* Try it *
Would you pull out every line of the material that contains the string "usize"?

--------

// SPDX-FileCopyrightText: 2026 Bruno Meilick
// SPDX-License-Identifier: LicenseRef-Scopedeck-FreeUse-NoCopy-NoDerivatives
//
// All rights reserved.
//
// This file is part of Scopedeck and is proprietary software.
// Unauthorized copying, modification, or distribution is prohibited.

//! Colours for the terminal UI.
//!
//! Without a palette the theme sticks to the sixteen named terminal colours.
//! A palette replaces them with exact RGB values: foreground, background,
//! then the sixteen ANSI slots in their usual order.

use std::{error::Error, fmt};

use ratatui::style::{Color, Modifier, Style};

use crate::config::PALETTE_ENV;

/// ANSI slots the theme draws with.
#[derive(Debug, Clone, Copy)]
enum Slot {
    Red = 1,
    Yellow = 3,
    Magenta = 5,
    Cyan = 6,
    BrightBlack = 8,
    BrightGreen = 10,
}

const TERMINAL_COLORS: [Color; 16] = [
    Color::Black,
    Color::Red,
    Color::Green,
    Color::Yellow,
    Color::Blue,
    Color::Magenta,
    Color::Cyan,
    Color::Gray,
    Color::DarkGray,
    Color::LightRed,
    Color::LightGreen,
    Color::LightYellow,
    Color::LightBlue,
    Color::LightMagenta,
    Color::LightCyan,
    Color::White,
];

const PALETTE_LEN: usize = 2 + TERMINAL_COLORS.len();

#[derive(Debug, Clone, Default)]
pub struct TuiTheme {
    palette: Option<Palette>,
}

impl TuiTheme {
    /// Builds the theme from a palette CSV. Blank or missing means terminal defaults.
    pub fn from_palette(csv: Option<&str>) -> Result<Self, ThemeError> {
        let Some(csv) = csv.map(str::trim).filter(|csv| !csv.is_empty()) else {
            return Ok(Self::default());
        };
        let palette = Palette::parse(csv).map_err(|reason| ThemeError::InvalidPalette {
            name: PALETTE_ENV,
            value: csv.to_owned(),
            reason,
        })?;
        Ok(Self {
            palette: Some(palette),
        })
    }

    fn color(&self, slot: Slot) -> Color {
        let slots = self
            .palette
            .as_ref()
            .map_or(&TERMINAL_COLORS, |palette| &palette.slots);
        slots[slot as usize]
    }

    pub fn base_style(&self) -> Style {
        self.palette.as_ref().map_or_else(Style::default, |palette| {
            Style::default().fg(palette.fg).bg(palette.bg)
        })
    }

    pub fn panel_border_style(&self, focused: bool) -> Style {
        let style = self.base_style();
        if focused {
            style.fg(self.color(Slot::BrightGreen))
        } else {
            style
        }
    }

    pub fn busy_border_style(&self) -> Style {
        self.base_style().fg(self.color(Slot::Yellow))
    }

    pub fn selection_style(&self) -> Style {
        self.base_style().add_modifier(Modifier::REVERSED | Modifier::BOLD)
    }

    /// The selected tool and the active tab or backend.
    pub fn active_style(&self) -> Style {
        self.key_style().add_modifier(Modifier::BOLD)
    }

    pub fn dimmed_style(&self) -> Style {
        self.base_style().fg(self.placeholder_color())
    }

    pub fn key_style(&self) -> Style {
        self.base_style().fg(self.color(Slot::Cyan))
    }

    pub fn source_style(&self) -> Style {
        self.base_style().fg(self.color(Slot::Magenta))
    }

    pub fn error_style(&self) -> Style {
        self.base_style().fg(self.color(Slot::Red))
    }

    /// Colour of placeholder text in empty fields and the pending context tree.
    pub fn placeholder_color(&self) -> Color {
        self.color(Slot::BrightBlack)
    }
}

#[derive(Debug, Clone)]
struct Palette {
    fg: Color,
    bg: Color,
    slots: [Color; 16],
}

impl Palette {
    fn parse(csv: &str) -> Result<Self, PaletteError> {
        let colors = csv
            .split(',')
            .map(parse_color)
            .collect::<Result<Vec<_>, _>>()?;
        let [fg, bg, rest @ ..] = colors.as_slice() else {
            return Err(PaletteError::Count(colors.len()));
        };
        let slots: [Color; 16] = rest
            .try_into()
            .map_err(|_| PaletteError::Count(colors.len()))?;
        Ok(Self {
            fg: *fg,
            bg: *bg,
            slots,
        })
    }
}

/// Accepts `#rrggbb`, `0xrrggbb`, bare `rrggbb`, or X11 `rgb:rr/gg/bb`
/// with two or four hex digits per channel.
fn parse_color(raw: &str) -> Result<Color, PaletteError> {
    let raw = raw.trim();
    let bad = || PaletteError::Color(raw.to_owned());

    if let Some(channels) = raw
        .get(..4)
        .filter(|prefix| prefix.eq_ignore_ascii_case("rgb:"))
        .map(|_| &raw[4..])
    {
        let mut rgb = [0u8; 3];
        let mut parts = channels.split('/');
        for channel in &mut rgb {
            let part = parts.next().ok_or_else(bad)?;
            if !matches!(part.len(), 2 | 4) || !is_hex(part) {
                return Err(bad());
            }
            // Four-digit channels keep their high byte.
            *channel = u8::from_str_radix(&part[..2], 16).map_err(|_| bad())?;
        }
        if parts.next().is_some() {
            return Err(bad());
        }
        let [r, g, b] = rgb;
        return Ok(Color::Rgb(r, g, b));
    }

    let digits = raw
        .strip_prefix('#')
        .or_else(|| raw.strip_prefix("0x"))
        .unwrap_or(raw);
    if digits.len() != 6 || !is_hex(digits) {
        return Err(bad());
    }
    let value = u32::from_str_radix(digits, 16).map_err(|_| bad())?;
    let [_, r, g, b] = value.to_be_bytes();
    Ok(Color::Rgb(r, g, b))
}

fn is_hex(digits: &str) -> bool {
    digits.bytes().all(|byte| byte.is_ascii_hexdigit())
}

#[derive(Debug, Clone, PartialEq, Eq)]
pub enum PaletteError {
    Count(usize),
    Color(String),
}

impl fmt::Display for PaletteError {
    fn fmt(&self, f: &mut fmt::Formatter<'_>) -> fmt::Result {
        match self {
            Self::Count(found) => write!(
                f,
                "expected {PALETTE_LEN} colors (fg, bg, then 16 ansi), found {found}"
            ),
            Self::Color(raw) => write!(f, "cannot read color {raw:?}"),
        }
    }
}

#[derive(Debug, Clone, PartialEq, Eq)]
pub enum ThemeError {
    InvalidPalette {
        name: &'static str,
        value: String,
        reason: PaletteError,
    },
}

impl fmt::Display for ThemeError {
    fn fmt(&self, f: &mut fmt::Formatter<'_>) -> fmt::Result {
        match self {
            Self::InvalidPalette {
                name,
                value,
                reason,
            } => write!(f, "invalid {name}={value:?}: {reason}"),
        }
    }
}

impl Error for ThemeError {}

#[cfg(test)]
mod tests {
    use ratatui::style::Color;
    use rstest::rstest;

    use super::{parse_color, PaletteError, ThemeError, TuiTheme};

    const PALETTE: &str = "#111111,#222222,#000000,#ff0000,#00ff00,#ffff00,#0000ff,#ff00ff,#00ffff,#ffffff,rgb:1a/1a/1a,#ff1111,#11ff11,#ffff11,#1111ff,#ff11ff,#11ffff,#fefefe";

    #[test]
    fn palette_drives_every_style() {
        let theme = TuiTheme::from_palette(Some(PALETTE)).expect("palette");
        assert_eq!(theme.base_style().fg, Some(Color::Rgb(0x11, 0x11, 0x11)));
        assert_eq!(theme.base_style().bg, Some(Color::Rgb(0x22, 0x22, 0x22)));
        assert_eq!(theme.error_style().fg, Some(Color::Rgb(0xff, 0, 0)));
        assert_eq!(theme.placeholder_color(), Color::Rgb(0x1a, 0x1a, 0x1a));
    }

    #[test]
    fn missing_palette_uses_terminal_colors() {
        let theme = TuiTheme::from_palette(Some("  ")).expect("blank");
        assert_eq!(theme.base_style().fg, None);
        assert_eq!(theme.placeholder_color(), Color::DarkGray);
        assert_eq!(theme.key_style().fg, Some(Color::Cyan));
    }

    #[test]
    fn short_palette_is_rejected() {
        let err = TuiTheme::from_palette(Some("#000000")).unwrap_err();
        let ThemeError::InvalidPalette { name, reason, .. } = err;
        assert_eq!(name, "SCOPEDECK_TUI_PALETTE");
        assert_eq!(reason, PaletteError::Count(1));
    }

    #[rstest]
    #[case("#0a0b0c", Some(Color::Rgb(10, 11, 12)))]
    #[case("0xFF0000", Some(Color::Rgb(255, 0, 0)))]
    #[case("RGB:ff/80/00", Some(Color::Rgb(255, 128, 0)))]
    #[case("rgb:ffff/8000/0000", Some(Color::Rgb(255, 128, 0)))]
    #[case("rgb:ff/80", None)]
    #[case("#fff", None)]
    #[case("", None)]
    fn colors_parse(#[case] raw: &str, #[case] expected: Option<Color>) {
        assert_eq!(parse_color(raw).ok(), expected);
    }
}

--------

* Response *
const PALETTE_LEN: usize = 2 + TERMINAL_COLORS.len();
        slots[slot as usize]
    Count(usize),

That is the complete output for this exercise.